WORK INSTRUCTION:
Within the records below, reproduce without change the lines from the line that has "filename crates/db/src/repositories/membership.rs" through the line that has "-> Result<Option<MembershipPermissions>, StoreError>", and only those.

RECORD EXCERPTS section start

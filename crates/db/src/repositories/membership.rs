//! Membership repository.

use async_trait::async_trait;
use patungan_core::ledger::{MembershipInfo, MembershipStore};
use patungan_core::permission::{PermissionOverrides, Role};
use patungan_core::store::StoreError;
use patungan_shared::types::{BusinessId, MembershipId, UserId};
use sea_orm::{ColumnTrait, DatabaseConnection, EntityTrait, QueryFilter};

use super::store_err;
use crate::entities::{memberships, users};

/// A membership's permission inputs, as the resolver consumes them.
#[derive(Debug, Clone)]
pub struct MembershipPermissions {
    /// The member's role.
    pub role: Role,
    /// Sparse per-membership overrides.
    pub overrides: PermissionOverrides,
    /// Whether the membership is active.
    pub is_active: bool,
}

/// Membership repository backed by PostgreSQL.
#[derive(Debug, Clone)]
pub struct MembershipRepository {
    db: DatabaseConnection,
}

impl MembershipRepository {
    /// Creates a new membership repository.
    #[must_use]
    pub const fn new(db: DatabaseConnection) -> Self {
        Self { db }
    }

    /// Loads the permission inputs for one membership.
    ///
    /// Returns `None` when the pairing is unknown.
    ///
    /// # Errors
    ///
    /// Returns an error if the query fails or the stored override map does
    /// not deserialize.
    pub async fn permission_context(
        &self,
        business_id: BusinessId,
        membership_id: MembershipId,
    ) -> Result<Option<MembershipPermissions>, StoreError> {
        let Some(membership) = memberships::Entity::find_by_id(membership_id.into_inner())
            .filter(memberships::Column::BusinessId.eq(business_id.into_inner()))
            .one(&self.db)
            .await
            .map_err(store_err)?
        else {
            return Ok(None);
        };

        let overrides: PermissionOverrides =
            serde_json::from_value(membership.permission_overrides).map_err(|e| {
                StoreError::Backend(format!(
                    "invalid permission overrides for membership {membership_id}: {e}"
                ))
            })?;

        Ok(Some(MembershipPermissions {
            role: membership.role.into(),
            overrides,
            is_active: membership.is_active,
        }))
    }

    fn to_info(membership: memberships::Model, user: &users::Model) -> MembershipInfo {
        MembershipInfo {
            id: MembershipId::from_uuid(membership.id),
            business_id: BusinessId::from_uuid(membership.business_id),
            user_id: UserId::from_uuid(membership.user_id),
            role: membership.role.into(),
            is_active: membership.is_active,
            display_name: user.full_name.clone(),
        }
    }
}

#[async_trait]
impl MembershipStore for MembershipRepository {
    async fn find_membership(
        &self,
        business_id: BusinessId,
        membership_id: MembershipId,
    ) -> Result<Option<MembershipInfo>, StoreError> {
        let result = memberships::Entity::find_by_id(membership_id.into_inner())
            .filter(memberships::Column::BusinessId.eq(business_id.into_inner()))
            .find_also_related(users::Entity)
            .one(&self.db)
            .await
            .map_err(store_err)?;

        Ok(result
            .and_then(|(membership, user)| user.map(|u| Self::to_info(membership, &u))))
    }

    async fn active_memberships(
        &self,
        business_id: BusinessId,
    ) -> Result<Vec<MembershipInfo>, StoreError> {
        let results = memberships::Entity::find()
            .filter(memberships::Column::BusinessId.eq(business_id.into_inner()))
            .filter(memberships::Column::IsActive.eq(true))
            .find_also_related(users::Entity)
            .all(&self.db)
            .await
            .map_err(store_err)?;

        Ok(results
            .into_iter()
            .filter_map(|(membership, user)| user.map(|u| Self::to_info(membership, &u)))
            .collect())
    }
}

RECORD EXCERPTS section end
RECORD EXCERPTS section start

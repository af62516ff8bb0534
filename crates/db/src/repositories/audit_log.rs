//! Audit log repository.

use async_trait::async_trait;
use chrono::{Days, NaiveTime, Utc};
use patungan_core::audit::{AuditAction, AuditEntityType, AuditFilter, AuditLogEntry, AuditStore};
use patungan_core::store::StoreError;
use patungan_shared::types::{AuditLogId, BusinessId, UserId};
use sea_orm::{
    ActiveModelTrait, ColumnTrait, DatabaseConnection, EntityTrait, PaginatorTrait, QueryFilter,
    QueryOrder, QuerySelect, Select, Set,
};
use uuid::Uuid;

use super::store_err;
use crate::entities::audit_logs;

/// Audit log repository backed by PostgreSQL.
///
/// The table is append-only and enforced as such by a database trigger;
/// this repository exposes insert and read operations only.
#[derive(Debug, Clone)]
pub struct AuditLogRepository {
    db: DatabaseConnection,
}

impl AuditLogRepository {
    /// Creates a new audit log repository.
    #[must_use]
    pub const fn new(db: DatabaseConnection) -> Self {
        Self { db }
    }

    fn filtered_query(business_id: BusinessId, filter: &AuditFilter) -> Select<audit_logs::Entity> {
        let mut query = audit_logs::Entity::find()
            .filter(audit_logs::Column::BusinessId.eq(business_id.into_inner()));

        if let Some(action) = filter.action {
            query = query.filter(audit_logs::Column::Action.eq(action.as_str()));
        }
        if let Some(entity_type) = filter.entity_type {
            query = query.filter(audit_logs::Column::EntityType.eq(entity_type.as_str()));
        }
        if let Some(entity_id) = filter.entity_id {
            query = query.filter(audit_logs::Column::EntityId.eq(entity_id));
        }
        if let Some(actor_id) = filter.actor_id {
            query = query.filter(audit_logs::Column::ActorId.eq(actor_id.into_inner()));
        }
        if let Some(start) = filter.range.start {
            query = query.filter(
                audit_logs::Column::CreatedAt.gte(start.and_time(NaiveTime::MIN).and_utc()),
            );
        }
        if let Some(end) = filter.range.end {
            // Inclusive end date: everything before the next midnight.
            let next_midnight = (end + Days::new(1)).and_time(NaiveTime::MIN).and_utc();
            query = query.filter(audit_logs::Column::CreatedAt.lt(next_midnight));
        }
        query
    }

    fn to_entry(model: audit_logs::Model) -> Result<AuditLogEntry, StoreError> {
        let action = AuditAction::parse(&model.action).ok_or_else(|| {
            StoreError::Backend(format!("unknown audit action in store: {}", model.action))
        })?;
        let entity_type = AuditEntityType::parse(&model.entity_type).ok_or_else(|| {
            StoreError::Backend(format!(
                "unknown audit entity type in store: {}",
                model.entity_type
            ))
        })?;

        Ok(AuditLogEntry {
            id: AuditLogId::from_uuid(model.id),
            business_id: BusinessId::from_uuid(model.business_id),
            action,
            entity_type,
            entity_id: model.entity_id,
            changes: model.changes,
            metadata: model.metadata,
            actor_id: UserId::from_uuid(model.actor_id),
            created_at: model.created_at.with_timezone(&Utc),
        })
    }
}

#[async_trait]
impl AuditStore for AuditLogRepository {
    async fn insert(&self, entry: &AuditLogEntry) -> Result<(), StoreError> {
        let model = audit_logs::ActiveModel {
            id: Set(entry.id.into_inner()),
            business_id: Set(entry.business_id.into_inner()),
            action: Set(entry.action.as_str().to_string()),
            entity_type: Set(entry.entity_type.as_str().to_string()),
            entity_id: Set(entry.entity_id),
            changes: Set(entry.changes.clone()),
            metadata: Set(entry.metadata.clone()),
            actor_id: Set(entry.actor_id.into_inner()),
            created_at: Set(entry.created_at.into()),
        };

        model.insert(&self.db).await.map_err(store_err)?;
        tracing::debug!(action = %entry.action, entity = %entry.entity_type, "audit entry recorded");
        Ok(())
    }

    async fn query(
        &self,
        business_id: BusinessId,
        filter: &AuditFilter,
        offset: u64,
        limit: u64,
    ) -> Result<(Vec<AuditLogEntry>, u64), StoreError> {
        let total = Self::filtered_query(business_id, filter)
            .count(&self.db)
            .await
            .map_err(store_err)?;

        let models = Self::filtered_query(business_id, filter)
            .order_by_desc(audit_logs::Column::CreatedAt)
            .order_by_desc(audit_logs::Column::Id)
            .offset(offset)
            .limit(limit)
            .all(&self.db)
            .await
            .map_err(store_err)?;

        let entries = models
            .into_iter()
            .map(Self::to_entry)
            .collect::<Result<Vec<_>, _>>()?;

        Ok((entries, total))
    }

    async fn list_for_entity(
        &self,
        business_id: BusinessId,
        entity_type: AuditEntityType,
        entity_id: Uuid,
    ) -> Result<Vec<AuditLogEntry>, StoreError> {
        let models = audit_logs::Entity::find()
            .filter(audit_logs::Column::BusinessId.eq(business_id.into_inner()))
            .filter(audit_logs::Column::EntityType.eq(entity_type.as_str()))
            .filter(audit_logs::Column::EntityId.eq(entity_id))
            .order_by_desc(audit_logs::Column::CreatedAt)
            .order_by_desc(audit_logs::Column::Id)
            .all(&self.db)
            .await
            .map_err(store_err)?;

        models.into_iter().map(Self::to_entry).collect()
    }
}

RECORD EXCERPTS section end

EXERCISE SOLUTION:
filename crates/db/src/repositories/membership.rs
//! Membership repository.

use async_trait::async_trait;
use patungan_core::ledger::{MembershipInfo, MembershipStore};
use patungan_core::permission::{PermissionOverrides, Role};
use patungan_core::store::StoreError;
use patungan_shared::types::{BusinessId, MembershipId, UserId};
use sea_orm::{ColumnTrait, DatabaseConnection, EntityTrait, QueryFilter};

use super::store_err;
use crate::entities::{memberships, users};

/// A membership's permission inputs, as the resolver consumes them.
#[derive(Debug, Clone)]
pub struct MembershipPermissions {
    /// The member's role.
    pub role: Role,
    /// Sparse per-membership overrides.
    pub overrides: PermissionOverrides,
    /// Whether the membership is active.
    pub is_active: bool,
}

/// Membership repository backed by PostgreSQL.
#[derive(Debug, Clone)]
pub struct MembershipRepository {
    db: DatabaseConnection,
}

impl MembershipRepository {
    /// Creates a new membership repository.
    #[must_use]
    pub const fn new(db: DatabaseConnection) -> Self {
        Self { db }
    }

    /// Loads the permission inputs for one membership.
    ///
    /// Returns `None` when the pairing is unknown.
    ///
    /// # Errors
    ///
    /// Returns an error if the query fails or the stored override map does
    /// not deserialize.
    pub async fn permission_context(
        &self,
        business_id: BusinessId,
        membership_id: MembershipId,
    ) -> Result<Option<MembershipPermissions>, StoreError> {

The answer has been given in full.